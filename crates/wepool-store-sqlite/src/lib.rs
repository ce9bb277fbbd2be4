//! SQLite backend for the WePool member store.
//!
//! Wraps [`tokio_rusqlite`] so all database access runs on a dedicated thread
//! without blocking the async runtime.

mod encode;
mod schema;
mod store;

pub mod error;

pub use error::{Error, Result};
pub use store::SqliteStore;
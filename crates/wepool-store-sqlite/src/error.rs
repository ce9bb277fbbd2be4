//! Error type for `wepool-store-sqlite`.

use thiserror::Error;

#[derive(Debug, Error)]
pub enum Error {
  #[error("database error: {0}")]
  Database(#[from] tokio_rusqlite::Error),

  #[error("json error: {0}")]
  Json(#[from] serde_json::Error),

  #[error("uuid parse error: {0}")]
  Uuid(#[from] uuid::Error),

  #[error("date/time parse error: {0}")]
  DateParse(String),

  /// A stored enum column held a value no variant matches.
  #[error("unknown {column} value: {value:?}")]
  UnknownValue { column: &'static str, value: String },

  #[error("referral {referrer} -> {referred} already exists")]
  DuplicateReferral {
    referrer: uuid::Uuid,
    referred: uuid::Uuid,
  },
}

pub type Result<T, E = Error> = std::result::Result<T, E>;
fn hash_one(v: &Value) -> u64 {
    let mut h = DefaultHasher::new();
    v.hash(&mut h);
    h.finish()
}

fn fold_ordered<'a>(slots: impl Iterator<Item = Option<&'a Value>>) -> u64 {
    let mut acc = 0u64;
    for (i, slot) in slots.enumerate() {
        let h = match slot {
            Some(v) => hash_one(v),
            None => NULLITY_CONSTANT ^ (i as u64),
        };
        acc ^= h.rotate_left((i as u32) % 64);
    }
    acc
}

fn fold_unordered<'a>(items: impl Iterator<Item = &'a Value>) -> u64 {
    items.fold(0u64, |acc, v| acc ^ hash_one(v))
}

fn fold_sequence<'a>(items: impl Iterator<Item = &'a Value>) -> u64 {
    let mut acc = 0u64;
    for (i, v) in items.enumerate() {
        acc ^= hash_one(v).rotate_left((i as u32) % 64);
    }
    acc
}

impl Hash for Value {
    fn hash<H: Hasher>(&self, state: &mut H) {
        match self {
            Value::Scalar(s) => s.hash(state),
            Value::Bundle(b) => fold_ordered(b.fields.iter().map(|f| f.as_ref())).hash(state),
            Value::Tuple(t) => fold_ordered(t.elements.iter().map(|f| f.as_ref())).hash(state),
            Value::List(l) => fold_ordered(l.elements.iter().map(|f| f.as_ref())).hash(state),
            Value::Set(s) => fold_unordered(s.set.iter()).hash(state),
            Value::Map(m) => {
                let h = m
                    .keys
                    .iter_slots()
                    .fold(0u64, |acc, (slot, k)| {
                        let vh = m.values[slot].as_ref().map(hash_one).unwrap_or(NULLITY_CONSTANT);
                        acc ^ (hash_one(k) ^ vh.rotate_left(1))
                    });
                h.hash(state);
            }
            Value::CyclicBuffer(c) => fold_sequence(c.buf.iter()).hash(state),
            Value::Queue(q) => fold_sequence(q.buf.iter()).hash(state),
            Value::Ref(r) => r.storage.hash(state),
        }
    }
}
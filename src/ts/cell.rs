// SPDX-License-Identifier: Apache-2.0
//
// Licensed under the Apache License, Version 2.0 (the "License");
// you may not use this file except in compliance with the License.
// You may obtain a copy of the License at
//
// 	http://www.apache.org/licenses/LICENSE-2.0
//
// Unless required by applicable law or agreed to in writing, software
// distributed under the License is distributed on an "AS IS" BASIS,
// WITHOUT WARRANTIES OR CONDITIONS OF ANY KIND, either express or implied.
// See the License for the specific language governing permissions and
// limitations under the License.

//! The owning time-series cell: a `Value` paired with its `Overlay`, shared
//! across graph nodes via `Arc<RwLock<_>>` so a REF can hold a non-owning
//! [`Weak`](std::sync::Weak) handle to it (spec §4.5, §5).

use std::sync::Arc;

use parking_lot::RwLock;

use crate::error::{Error, Result};
use crate::time::{EngineTime, MIN_TIME};
use crate::ts::meta::TsKind;
use crate::ts::overlay::Overlay;
use crate::ts::view::TSView;
use crate::ts::view_mut::TSViewMut;
use crate::typemeta::TypeMetaRef;
use crate::value::Value;

/// The guarded state behind one time-series cell.
pub struct TsCellInner {
    value: Value,
    overlay: Overlay,
    ts_kind: TsKind,
    /// The latest tick any write cursor was constructed for. Spec's Open
    /// Question on write-time discipline (SPEC_FULL.md §9) is resolved as a
    /// strict assert here: constructing a write cursor for a time earlier
    /// than one already observed is rejected outright, rather than silently
    /// accepted and left for individual field writes to catch.
    last_write_time: EngineTime,
}

impl TsCellInner {
    pub fn new(value: Value, overlay: Overlay) -> Self {
        let ts_kind = TsKind::for_schema(value.schema());
        Self::with_kind(value, overlay, ts_kind)
    }

    /// Build a cell tagged with an explicit [`TsKind`] rather than the one
    /// `TsKind::for_schema` would infer - the hook a node builder uses to
    /// mark a scalar-shaped cell as a one-shot SIGNAL instead of a plain TS
    /// (spec §3.1 `TSMeta.kind`: the TS shape is a property of how a node
    /// declares the cell, not something `TypeKind` alone determines).
    pub fn with_kind(value: Value, overlay: Overlay, ts_kind: TsKind) -> Self {
        TsCellInner {
            value,
            overlay,
            ts_kind,
            last_write_time: MIN_TIME,
        }
    }

    pub fn schema(&self) -> &TypeMetaRef {
        self.value.schema()
    }

    pub fn kind(&self) -> TsKind {
        self.ts_kind
    }

    pub fn value(&self) -> &Value {
        &self.value
    }

    pub fn overlay(&self) -> &Overlay {
        &self.overlay
    }

    pub fn last_modified(&self) -> EngineTime {
        self.overlay.last_modified()
    }
}

/// A shared, owning handle to a time-series cell (spec §4.6 `TsValue`).
pub type TsValue = Arc<RwLock<TsCellInner>>;

/// Construct a cell for `schema`, nothing yet written to it. `time` is the
/// construction tick, logged for diagnostics; it does not stamp the
/// overlay - per spec §3.2 invariant 2, a never-written leaf's
/// `last_modified` is `MIN_TIME` regardless of when the cell came into
/// being (see [`Overlay::new_unset`]).
pub fn new_cell(schema: &TypeMetaRef, time: EngineTime) -> TsValue {
    tracing::debug!(schema = schema.name(), time, "constructing cell");
    let value = Value::new(schema);
    let overlay = Overlay::new_unset(&value);
    Arc::new(RwLock::new(TsCellInner::new(value, overlay)))
}

/// Build a cell explicitly tagged as a SIGNAL (spec §4.3: "a one-shot
/// signal: valid only at the tick it was produced"). Must be backed by a
/// scalar schema - a signal is a TS whose node body treats every read as
/// stale unless `modified()` is also true this tick, not a distinct storage
/// shape.
pub fn new_signal_cell(schema: &TypeMetaRef, time: EngineTime) -> Result<TsValue> {
    if schema.as_scalar().is_none() {
        return Err(Error::InvalidView);
    }
    tracing::debug!(schema = schema.name(), time, "constructing signal cell");
    let value = Value::new(schema);
    let overlay = Overlay::new_unset(&value);
    Ok(Arc::new(RwLock::new(TsCellInner::with_kind(
        value,
        overlay,
        TsKind::Signal,
    ))))
}

/// A read-only cursor handle, borrowed for as long as the guard lives.
pub struct TsCellReadGuard<'a> {
    inner: parking_lot::RwLockReadGuard<'a, TsCellInner>,
    current_time: EngineTime,
    /// Set when this guard was obtained by dereferencing a REF that
    /// rebound at `current_time` (spec §4.5 "Sampling" / invariant 7): the
    /// resulting cursor must report `modified() == true` regardless of this
    /// cell's own overlay.
    forced_modified: bool,
}

impl<'a> TsCellReadGuard<'a> {
    pub fn cursor(&self) -> TSView<'_> {
        let view = TSView::new(&self.inner.value, &self.inner.overlay, self.current_time);
        if self.forced_modified {
            view.force_modified()
        } else {
            view
        }
    }
}

/// A write cursor handle. Dropping it leaves whatever the cursor's methods
/// already wrote in place - there is no separate "commit" step (spec §4.3:
/// mutation bubbling happens synchronously as each method runs).
pub struct TsCellWriteGuard<'a> {
    inner: parking_lot::RwLockWriteGuard<'a, TsCellInner>,
    current_time: EngineTime,
}

impl<'a> TsCellWriteGuard<'a> {
    pub fn cursor(&mut self) -> TSViewMut<'_> {
        TSViewMut::new(&mut self.inner.value, &mut self.inner.overlay, self.current_time)
    }
}

/// Cursor-construction entry points for a shared cell handle.
pub trait TsCellHandle {
    fn read_at(&self, time: EngineTime) -> TsCellReadGuard<'_>;

    /// Like `read_at`, but the resulting cursor's `modified()` is forced to
    /// `true` when `forced_modified` is set - the entry point a REF
    /// dereference samples its target through, composing the ref's own
    /// rebind stamp with the target's overlay (spec §4.5 "Sampling",
    /// invariant 7, property P7).
    fn read_at_forced(&self, time: EngineTime, forced_modified: bool) -> TsCellReadGuard<'_>;

    fn write_at(&self, time: EngineTime) -> Result<TsCellWriteGuard<'_>>;
}

impl TsCellHandle for TsValue {
    fn read_at(&self, time: EngineTime) -> TsCellReadGuard<'_> {
        self.read_at_forced(time, false)
    }

    fn read_at_forced(&self, time: EngineTime, forced_modified: bool) -> TsCellReadGuard<'_> {
        TsCellReadGuard {
            inner: self.read(),
            current_time: time,
            forced_modified,
        }
    }

    fn write_at(&self, time: EngineTime) -> Result<TsCellWriteGuard<'_>> {
        let mut inner = self.write();
        if time < inner.last_write_time {
            return Err(Error::NonMonotonicWrite {
                cursor_time: inner.last_write_time,
                attempted: time,
            });
        }
        inner.last_write_time = time;
        Ok(TsCellWriteGuard {
            inner,
            current_time: time,
        })
    }
}

#[cfg(test)]
mod tests {
    use super::*;
    use crate::typemeta::builtin;

    #[test]
    fn write_cursor_rejects_time_travel() {
        let cell = new_cell(&builtin::i64_type(), 0);
        {
            let _guard = cell.write_at(5).unwrap();
        }
        assert!(matches!(cell.write_at(3), Err(Error::NonMonotonicWrite { .. })));
        assert!(cell.write_at(5).is_ok());
    }

    #[test]
    fn fresh_cell_is_unset_regardless_of_construction_tick() {
        let cell = new_cell(&builtin::i64_type(), 7);
        let guard = cell.read_at(7);
        assert_eq!(guard.cursor().last_modified(), MIN_TIME);
        assert!(!guard.cursor().modified());
    }

    #[test]
    fn signal_cell_is_tagged_and_only_valid_on_its_own_tick() {
        let cell = new_signal_cell(&builtin::i64_type(), 0).unwrap();
        assert_eq!(cell.read().kind(), TsKind::Signal);
        {
            let mut guard = cell.write_at(3).unwrap();
            guard.cursor().set_value(Value::from_i64(9)).unwrap();
        }
        assert!(cell.read_at(3).cursor().signal_present());
        assert!(!cell.read_at(4).cursor().signal_present());
    }

    #[test]
    fn signal_cell_rejects_non_scalar_schema() {
        use crate::typemeta::register_list;
        let schema = register_list(builtin::i64_type(), 0);
        assert!(matches!(new_signal_cell(&schema, 0), Err(Error::InvalidView)));
    }
}
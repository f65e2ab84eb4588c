// SPDX-License-Identifier: Apache-2.0
//
// Licensed under the Apache License, Version 2.0 (the "License");
// you may not use this file except in compliance with the License.
// You may obtain a copy of the License at
//
// 	http://www.apache.org/licenses/LICENSE-2.0
//
// Unless required by applicable law or agreed to in writing, software
// distributed under the License is distributed on an "AS IS" BASIS,
// WITHOUT WARRANTIES OR CONDITIONS OF ANY KIND, either express or implied.
// See the License for the specific language governing permissions and
// limitations under the License.

//! `REF` indirection storage (spec §4.5).
//!
//! Spec §4.5 describes a REF as holding a raw, non-owning pointer to
//! another node's cell, with the owning node responsible for not outliving
//! its target. That contract is UB-shaped in Rust; `ValueRef` renders it as
//! a [`std::sync::Weak`] handle instead; a dangling target turns into a
//! catchable [`Error::RefUnresolved`] at dereference time rather than a
//! crash (see SPEC_FULL.md §3).

use std::sync::{Arc, Weak};

use parking_lot::RwLock;

use crate::error::{Error, Result};
use crate::ts::cell::TsCellInner;
use crate::ts::path::StoredPath;

/// A single bound reference: a weak handle to the target cell plus the
/// path within it the ref was bound to (spec §4.5 "ref + path pair").
#[derive(Clone)]
pub struct ValueRef {
    target: Weak<RwLock<TsCellInner>>,
    path: StoredPath,
}

impl ValueRef {
    pub fn new(target: &Arc<RwLock<TsCellInner>>, path: StoredPath) -> Self {
        ValueRef {
            target: Arc::downgrade(target),
            path,
        }
    }

    pub fn path(&self) -> &StoredPath {
        &self.path
    }

    /// Upgrade to a strong handle, or `RefUnresolved` if the target has
    /// been dropped (spec §4.5 "dereferencing a stale ref is an error").
    pub fn upgrade(&self) -> Result<Arc<RwLock<TsCellInner>>> {
        self.target.upgrade().ok_or(Error::RefUnresolved)
    }

    pub fn is_live(&self) -> bool {
        self.target.strong_count() > 0
    }
}

impl std::fmt::Debug for ValueRef {
    fn fmt(&self, f: &mut std::fmt::Formatter<'_>) -> std::fmt::Result {
        f.debug_struct("ValueRef")
            .field("path", &self.path)
            .field("live", &self.is_live())
            .finish()
    }
}

/// Pointer-identity equality (spec §4.5: "two refs compare equal iff they
/// target the same cell through the same path"). Two refs whose target has
/// both expired compare equal only if their paths also match - neither
/// resolves to anything, so path is all that is left to compare.
impl PartialEq for ValueRef {
    fn eq(&self, other: &Self) -> bool {
        Weak::ptr_eq(&self.target, &other.target) && self.path == other.path
    }
}
impl Eq for ValueRef {}

/// Hashes only the target pointer. `StoredPath` carries a `HostValue`
/// payload (via set/map keys) that has no `Hash` impl of its own - fine for
/// `Hash`, since `Eq` only needs equal values to hash equal, not every
/// field compared by `Eq` to be folded in.
impl std::hash::Hash for ValueRef {
    fn hash<H: std::hash::Hasher>(&self, state: &mut H) {
        self.target.as_ptr().hash(state);
    }
}

/// The storage shape behind a `Ref`-kind `Value` (spec §4.5). A composite
/// ref (over a bundle/tuple/list of targets) is represented as one
/// `RefStorage` per element so each slot can be bound/unbound
/// independently, mirroring how `Bundle`/`List` track per-slot validity.
#[derive(Debug, Clone, PartialEq)]
pub enum RefStorage {
    Empty,
    Bound(ValueRef),
    Unbound(Vec<RefStorage>),
}

impl Eq for RefStorage {}

impl std::hash::Hash for RefStorage {
    fn hash<H: std::hash::Hasher>(&self, state: &mut H) {
        match self {
            RefStorage::Empty => 0u8.hash(state),
            RefStorage::Bound(r) => {
                1u8.hash(state);
                r.hash(state);
            }
            RefStorage::Unbound(items) => {
                2u8.hash(state);
                for i in items {
                    i.hash(state);
                }
            }
        }
    }
}

impl RefStorage {
    pub fn is_bound(&self) -> bool {
        matches!(self, RefStorage::Bound(_))
    }

    /// Bind an atomic (non-composite) ref to `target` at `path`.
    pub fn bind(&mut self, target: &Arc<RwLock<TsCellInner>>, path: StoredPath) -> Result<()> {
        match self {
            RefStorage::Unbound(items) if items.is_empty() => {
                *self = RefStorage::Bound(ValueRef::new(target, path));
                Ok(())
            }
            RefStorage::Empty | RefStorage::Bound(_) => {
                *self = RefStorage::Bound(ValueRef::new(target, path));
                Ok(())
            }
            RefStorage::Unbound(_) => Err(Error::InvalidView),
        }
    }

    pub fn bind_element(&mut self, index: usize, target: &Arc<RwLock<TsCellInner>>, path: StoredPath) -> Result<()> {
        match self {
            RefStorage::Unbound(items) => {
                let slot = items
                    .get_mut(index)
                    .ok_or_else(|| Error::OutOfRange(format!("ref element {index}")))?;
                *slot = RefStorage::Bound(ValueRef::new(target, path));
                Ok(())
            }
            _ => Err(Error::InvalidView),
        }
    }

    pub fn unbind(&mut self) {
        match self {
            RefStorage::Bound(_) => *self = RefStorage::Empty,
            RefStorage::Unbound(items) => {
                for i in items.iter_mut() {
                    *i = RefStorage::Empty;
                }
            }
            RefStorage::Empty => {}
        }
    }

    pub fn as_bound(&self) -> Option<&ValueRef> {
        match self {
            RefStorage::Bound(r) => Some(r),
            _ => None,
        }
    }
}

#[cfg(test)]
mod tests {
    use super::*;
    use crate::ts::cell::TsCellInner;
    use crate::ts::overlay::Overlay;
    use crate::typemeta::builtin;
    use crate::value::Value;

    fn make_cell() -> Arc<RwLock<TsCellInner>> {
        let schema = builtin::i64_type();
        let value = Value::new(&schema);
        let overlay = Overlay::new_unset(&value);
        Arc::new(RwLock::new(TsCellInner::new(value, overlay)))
    }

    #[test]
    fn unresolved_ref_is_an_error_not_ub() {
        let cell = make_cell();
        let r = ValueRef::new(&cell, StoredPath::root());
        drop(cell);
        assert!(matches!(r.upgrade(), Err(Error::RefUnresolved)));
    }

    #[test]
    fn bind_then_unbind_round_trips() {
        let cell = make_cell();
        let mut storage = RefStorage::Empty;
        storage.bind(&cell, StoredPath::root()).unwrap();
        assert!(storage.is_bound());
        storage.unbind();
        assert_eq!(storage, RefStorage::Empty);
    }

    #[test]
    fn refs_to_same_cell_and_path_are_equal() {
        let cell = make_cell();
        let a = ValueRef::new(&cell, StoredPath::root());
        let b = ValueRef::new(&cell, StoredPath::root());
        assert_eq!(a, b);
    }
}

========================================================================

Find each line in the material above that carries the string "tracing", and copy it.

    tracing::debug!(schema = schema.name(), time, "constructing cell");
    tracing::debug!(schema = schema.name(), time, "constructing signal cell");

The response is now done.